__Exercise directions__. Scan the entries that follow and work out how many lines contain "most". Give the number and nothing else.

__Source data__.
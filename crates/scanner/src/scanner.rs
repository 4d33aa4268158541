//! Buffered tokenizer that turns a byte stream into record-sized tokens.
//!
//! The framing decision lives in [`split`], a pure function of the buffered
//! bytes and an end-of-stream flag. [`Scanner::advance`] drives it from a
//! refill loop: compact consumed bytes, grow the buffer if needed, read more,
//! and retry `split` on the same prefix.

use config::ScanConfig;
use record::{Record, RecordError, META_LEN};
use std::io::{self, Read};
use std::iter::FusedIterator;
use std::ops::Range;
use tracing::{debug, trace, warn};

use crate::ScanError;

/// Outcome of one [`split`] call.
#[derive(Debug, Clone, Copy, PartialEq, Eq)]
pub enum Split {
    /// A complete record occupies the first `n` bytes.
    Token(usize),
    /// More bytes are needed. `frame_len` is the full record length once
    /// the meta header is visible.
    NeedMore { frame_len: Option<usize> },
    /// End of stream with nothing left over.
    End,
    /// End of stream partway through a record.
    Truncated,
}

/// Decides where the next token ends in `data`.
///
/// Never consumes anything on [`Split::NeedMore`], so the caller can retry
/// with the same prefix once more bytes have arrived.
///
/// # Errors
///
/// Returns [`RecordError::Malformed`] if the record at the front of `data`
/// fails validation. [`RecordError::InsufficientData`] is never returned.
pub fn split(data: &[u8], at_eof: bool) -> Result<Split, RecordError> {
    if at_eof && data.is_empty() {
        return Ok(Split::End);
    }

    match record::validate(data) {
        Ok(n) => Ok(Split::Token(n)),
        Err(RecordError::InsufficientData { needed, .. }) => {
            if at_eof {
                Ok(Split::Truncated)
            } else {
                let frame_len = (data.len() >= META_LEN).then_some(needed);
                Ok(Split::NeedMore { frame_len })
            }
        }
        Err(e) => Err(e),
    }
}

/// Reads records from `R` one token at a time.
///
/// The scanner owns its buffer but not the stream's lifetime: pass `&mut File`
/// to keep the handle, or recover an owned reader with
/// [`into_inner`](Scanner::into_inner).
///
/// Once [`advance`](Scanner::advance) has returned `Ok(false)` or an error,
/// every further call returns `Ok(false)`.
pub struct Scanner<R: Read> {
    reader: R,
    /// Scan buffer; `buf[start..end]` holds bytes not yet tokenized.
    buf: Vec<u8>,
    start: usize,
    end: usize,
    /// Location of the current token inside `buf`.
    token: Range<usize>,
    /// `max_token_size + META_LEN`.
    limit: usize,
    /// Stream offset of `buf[start]`.
    offset: u64,
    eof: bool,
    done: bool,
}

impl<R: Read> Scanner<R> {
    /// Creates a scanner that accepts records with up to `max_token_size`
    /// bytes of key+value.
    pub fn new(reader: R, max_token_size: usize) -> Self {
        Self::with_config(reader, &ScanConfig::new(max_token_size))
    }

    /// Creates a scanner from a [`ScanConfig`].
    ///
    /// `cfg` is taken as is; [`ScanConfig::validate`] is not applied here. A
    /// zero `initial_buffer_size` starts with an empty buffer that grows on
    /// the first read.
    pub fn with_config(reader: R, cfg: &ScanConfig) -> Self {
        Self {
            reader,
            buf: vec![0u8; cfg.initial_capacity()],
            start: 0,
            end: 0,
            token: 0..0,
            limit: cfg.buffer_limit(),
            offset: 0,
            eof: false,
            done: false,
        }
    }

    /// Moves to the next record.
    ///
    /// Returns `Ok(true)` when a new token is available through
    /// [`token`](Scanner::token) and [`record`](Scanner::record), `Ok(false)`
    /// at a clean end of stream.
    ///
    /// # Errors
    ///
    /// - [`ScanError::Io`] if the reader fails.
    /// - [`ScanError::Malformed`] if a record fails validation.
    /// - [`ScanError::Truncated`] if the stream ends inside a record.
    /// - [`ScanError::TooLong`] if a record exceeds the configured bound.
    pub fn advance(&mut self) -> Result<bool, ScanError> {
        self.token = 0..0;
        if self.done {
            return Ok(false);
        }

        loop {
            match split(&self.buf[self.start..self.end], self.eof) {
                Ok(Split::Token(n)) => {
                    self.token = self.start..self.start + n;
                    self.start += n;
                    self.offset += n as u64;
                    return Ok(true);
                }
                Ok(Split::End) => {
                    debug!(offset = self.offset, "record stream exhausted");
                    self.done = true;
                    return Ok(false);
                }
                Ok(Split::Truncated) => {
                    let err = ScanError::Truncated {
                        offset: self.offset,
                        remaining: self.end - self.start,
                    };
                    return Err(self.fail(err));
                }
                Ok(Split::NeedMore { frame_len }) => {
                    if let Some(len) = frame_len {
                        if len > self.limit {
                            let err = self.too_long(len);
                            return Err(self.fail(err));
                        }
                    }
                    self.fill(frame_len)?;
                }
                Err(source) => {
                    let err = ScanError::Malformed {
                        offset: self.offset,
                        source,
                    };
                    return Err(self.fail(err));
                }
            }
        }
    }

    /// Raw bytes of the current record, empty if there is none.
    #[must_use]
    pub fn token(&self) -> &[u8] {
        &self.buf[self.token.clone()]
    }

    /// Decodes the current token.
    ///
    /// Returns `None` before the first successful `advance` and after the
    /// stream has ended.
    #[must_use]
    pub fn record(&self) -> Option<Record> {
        if self.token.is_empty() {
            return None;
        }
        Record::decode(self.token()).ok().map(|(rec, _)| rec)
    }

    /// Stream offset of the first byte not yet returned as a token.
    #[must_use]
    pub fn offset(&self) -> u64 {
        self.offset
    }

    /// Largest key+value size this scanner accepts.
    #[must_use]
    pub fn max_token_size(&self) -> usize {
        self.limit - META_LEN
    }

    /// Current size of the scan buffer. Never exceeds
    /// `max_token_size() + META_LEN`.
    #[must_use]
    pub fn buffer_len(&self) -> usize {
        self.buf.len()
    }

    /// Returns a reference to the underlying reader.
    pub fn get_ref(&self) -> &R {
        &self.reader
    }

    /// Consumes the scanner and returns the underlying reader.
    ///
    /// Bytes already buffered but not yet returned as tokens are lost.
    pub fn into_inner(self) -> R {
        self.reader
    }

    /// Turns the scanner into an iterator of decoded records.
    pub fn records(self) -> Records<R> {
        Records { scanner: self }
    }

    /// Makes room for at least one more byte and performs a single read.
    fn fill(&mut self, frame_len: Option<usize>) -> Result<(), ScanError> {
        if self.start > 0 {
            self.buf.copy_within(self.start..self.end, 0);
            self.end -= self.start;
            self.start = 0;
        }

        let wanted = frame_len.unwrap_or(0);
        if self.end == self.buf.len() || wanted > self.buf.len() {
            // a full buffer at the limit always holds a complete token, and
            // `advance` rejects frames above the limit before calling here
            debug_assert!(self.buf.len() < self.limit);
            let new_len = wanted
                .max(self.buf.len().saturating_mul(2))
                .max(META_LEN)
                .min(self.limit);
            trace!(from = self.buf.len(), to = new_len, "growing scan buffer");
            self.buf.resize(new_len, 0);
        }

        loop {
            match self.reader.read(&mut self.buf[self.end..]) {
                Ok(0) => {
                    self.eof = true;
                    return Ok(());
                }
                Ok(n) => {
                    self.end += n;
                    return Ok(());
                }
                Err(e) if e.kind() == io::ErrorKind::Interrupted => continue,
                Err(e) => return Err(self.fail(ScanError::Io(e))),
            }
        }
    }

    fn too_long(&self, frame_len: usize) -> ScanError {
        ScanError::TooLong {
            offset: self.offset,
            size: frame_len.saturating_sub(META_LEN),
            max: self.max_token_size(),
        }
    }

    /// Marks the scanner terminal and passes `err` through.
    fn fail(&mut self, err: ScanError) -> ScanError {
        warn!(offset = self.offset, error = %err, "record scan aborted");
        self.done = true;
        err
    }
}

/// Iterator over the records of a [`Scanner`], created by
/// [`Scanner::records`]. Yields at most one error, then stops.
pub struct Records<R: Read> {
    scanner: Scanner<R>,
}

impl<R: Read> Records<R> {
    /// Consumes the iterator and returns the underlying scanner.
    pub fn into_scanner(self) -> Scanner<R> {
        self.scanner
    }
}

impl<R: Read> Iterator for Records<R> {
    type Item = Result<Record, ScanError>;

    fn next(&mut self) -> Option<Self::Item> {
        match self.scanner.advance() {
            Ok(true) => self.scanner.record().map(Ok),
            Ok(false) => None,
            Err(e) => Some(Err(e)),
        }
    }
}

impl<R: Read> FusedIterator for Records<R> {}
//! # Scanner - incremental record streams
//!
//! Reads back-to-back [`record::Record`]s from any [`std::io::Read`] without
//! loading the whole stream into memory, and exposes each stream to a
//! compaction process as a [`MergeCursor`].
//!
//! ```text
//! ┌──────────────┐   bytes   ┌──────────────┐  tokens  ┌──────────────┐
//! │  io::Read    │ ────────▶ │   Scanner    │ ───────▶ │ MergeCursor  │ ──▶ merge driver
//! │ (file, ...)  │           │ split+refill │          │ key/advance  │
//! └──────────────┘           └──────────────┘          └──────────────┘
//! ```
//!
//! The scanner buffers at most `max_token_size + META_LEN` bytes. A record
//! that does not fit is a fatal [`ScanError::TooLong`]; a stream that ends
//! inside a record is [`ScanError::Truncated`]; a record failing its header
//! or checksum checks is [`ScanError::Malformed`]. There is no
//! skip-and-resync: the first error ends the stream.
//!
//! ## Example
//!
//! ```rust
//! use record::Record;
//! use scanner::{MergeCursor, Scanner};
//!
//! let mut bytes = Vec::new();
//! Record::new(b"a".to_vec(), b"1".to_vec()).encode(&mut bytes).unwrap();
//! Record::new(b"b".to_vec(), b"2".to_vec()).encode(&mut bytes).unwrap();
//!
//! let mut cursor = MergeCursor::new(Scanner::new(&bytes[..], 1024));
//! cursor.advance().unwrap();
//! assert_eq!(cursor.key(), Some(&b"a"[..]));
//! cursor.advance().unwrap();
//! assert_eq!(cursor.key(), Some(&b"b"[..]));
//! cursor.advance().unwrap();
//! assert_eq!(cursor.key(), None);
//! ```

use record::RecordError;
use std::io;

use thiserror::Error;

mod cursor;
mod scanner;

pub use config::ScanConfig;
pub use cursor::{CursorState, MergeCursor};
pub use record::{Record, META_LEN};
pub use scanner::{split, Records, Scanner, Split};

/// Fatal errors that end a record stream.
#[derive(Debug, Error)]
pub enum ScanError {
    /// The underlying reader failed.
    #[error("io error: {0}")]
    Io(#[from] io::Error),

    /// A record at `offset` failed header or checksum validation.
    #[error("malformed record at offset {offset}: {source}")]
    Malformed {
        offset: u64,
        #[source]
        source: RecordError,
    },

    /// The stream ended partway through the record starting at `offset`.
    #[error("truncated record at offset {offset}: stream ended with {remaining} unframed bytes")]
    Truncated { offset: u64, remaining: usize },

    /// The record at `offset` carries `size` bytes of key+value, more than
    /// the scanner was configured to buffer.
    #[error("record at offset {offset} holds {size} bytes of key+value, exceeds max token size {max}")]
    TooLong { offset: u64, size: usize, max: usize },
}

#[cfg(test)]
mod tests;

__Task solution__. 2